供給過剰の下、軟調地合い続く原油相場

 9日の海外石油市場は棒下げを強いられ、WTIは1年10カ月振り、NYガソリンは3年10カ月振り、そしてブレントは2年4カ月振りの水準までそれぞれ急落している。
 IMFの世界経済の見通しの後退、米EIAの世界の石油需要の下方修正をキッカケにして週半ばから売り物が膨らみ、ブレントがついに90ドルを下回ったことで、先安懸念が一段と強まったとみられる。これまで市場ではブレントの90ドル割れに対する抵抗も予想されていた。OPECによる減産の動きがみられるとの警戒があったためだが、89.90ドルまで下落しても加盟国からのアナウンスもなく、その後、90ドル台を回復したが、OPECの本気度を試す格好で再び90ドルを下抜け、その後、88ドル台半ばまで急落している。
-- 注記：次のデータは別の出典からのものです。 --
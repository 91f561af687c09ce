use analytics::AnalyticsError;
use configuration::PageId;
use generator::GeneratorError;
use thiserror::Error;

#[derive(Error, Debug)]
pub enum PageError {
    #[error("Failed to generate the dataset for page '{page}': {source}")]
    Dataset {
        page: PageId,
        #[source]
        source: GeneratorError,
    },

    #[error("Failed to build a view: {0}")]
    Analytics(#[from] AnalyticsError),
}
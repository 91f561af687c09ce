use crate::error::TrainerError;
use crate::features::TARGET;
use crate::scaler::FeatureScaler;
use configuration::TrainingSettings;
use ndarray::Array2;
use polars::prelude::*;
use serde::Serialize;
use smartcore::linalg::basic::matrix::DenseMatrix;
use smartcore::linear::logistic_regression::{LogisticRegression, LogisticRegressionParameters};
use smartcore::metrics::accuracy;
use smartcore::model_selection::train_test_split;
use std::collections::BTreeMap;

/// Outcome of a training run.
#[derive(Debug, Clone, PartialEq, Serialize)]
pub struct TrainingReport {
    /// Share of held-out rows predicted correctly, in `[0, 1]`.
    pub accuracy: f64,
    pub train_rows: usize,
    pub test_rows: usize,
    pub features: Vec<String>,
    pub class_distribution: BTreeMap<i32, usize>,
}

/// Fits a logistic regression on every column except `target` and scores it on a
/// held-out split.
///
/// Features are cast to `f64` and standardised; rows with nulls are dropped. The
/// split is shuffled with the configured seed, so repeated runs agree.
pub fn train_model(df: &DataFrame, settings: &TrainingSettings) -> Result<TrainingReport, TrainerError> {
    if !df.get_column_names().contains(&TARGET) {
        return Err(TrainerError::MissingTarget);
    }
    let df = df.drop_nulls::<String>(None)?;

    let x_df = df.drop(TARGET)?;
    let features: Vec<String> = x_df.get_column_names().iter().map(|s| s.to_string()).collect();
    if features.is_empty() {
        return Err(TrainerError::NoFeatures);
    }

    let rows = df.height();
    let test_rows = (rows as f32 * settings.test_size) as usize;
    let train_rows = rows.saturating_sub(test_rows);
    if test_rows == 0 || train_rows < 2 {
        return Err(TrainerError::NotEnoughRows(rows));
    }

    let target = df.column(TARGET)?.cast(&DataType::Int32)?;
    let y: Vec<i32> = target.i32()?.into_no_null_iter().collect();
    let mut class_distribution = BTreeMap::new();
    for label in &y {
        *class_distribution.entry(*label).or_insert(0) += 1;
    }
    if class_distribution.len() < 2 {
        return Err(TrainerError::SingleClass);
    }
    tracing::debug!(rows, ?class_distribution, "Prepared training data.");

    let x_ndarray: Array2<f64> = x_df.to_ndarray::<Float64Type>(IndexOrder::C)?;
    let scaler = FeatureScaler::fit(&x_ndarray);
    let x_scaled = scaler.transform(&x_ndarray);
    let x_matrix = DenseMatrix::new(
        x_scaled.nrows(),
        x_scaled.ncols(),
        x_scaled.iter().copied().collect(),
        false,
    )?;

    let (x_train, x_test, y_train, y_test) =
        train_test_split(&x_matrix, &y, settings.test_size, true, Some(settings.seed));

    let model = LogisticRegression::fit(&x_train, &y_train, LogisticRegressionParameters::default())?;
    let predictions = model.predict(&x_test)?;
    let accuracy = accuracy(&y_test, &predictions);
    tracing::info!(accuracy, train = y_train.len(), test = y_test.len(), "Model trained.");

    Ok(TrainingReport {
        accuracy,
        train_rows: y_train.len(),
        test_rows: y_test.len(),
        features,
        class_distribution,
    })
}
 ブレントの深押しのキッカケはNYガソリンの急落が影響したとみられ、そのNYガソリンの急落に追随してWTIも大きく売られ、84ドル台まで下落している。NYガソリンは米国国内の景気拡大を背景にしてガソリン需要の拡大を想定した思惑買いに上伸する場面もあったが、実際には長期的な需要低迷に見舞われ、製油所の定期修理で稼働率低下にもかかわらず、ガソリン在庫が急増したことで、米国のガソリン需要の不振が改めて浮き彫りとなり、ここにきての下げのリード役となっている。
 WTIは85ドルが目先の下値とみられていたものの、アッサリ下抜いており、ブレントの2010年12月の安値である85.41ドルが下値目標との声も聞かれる。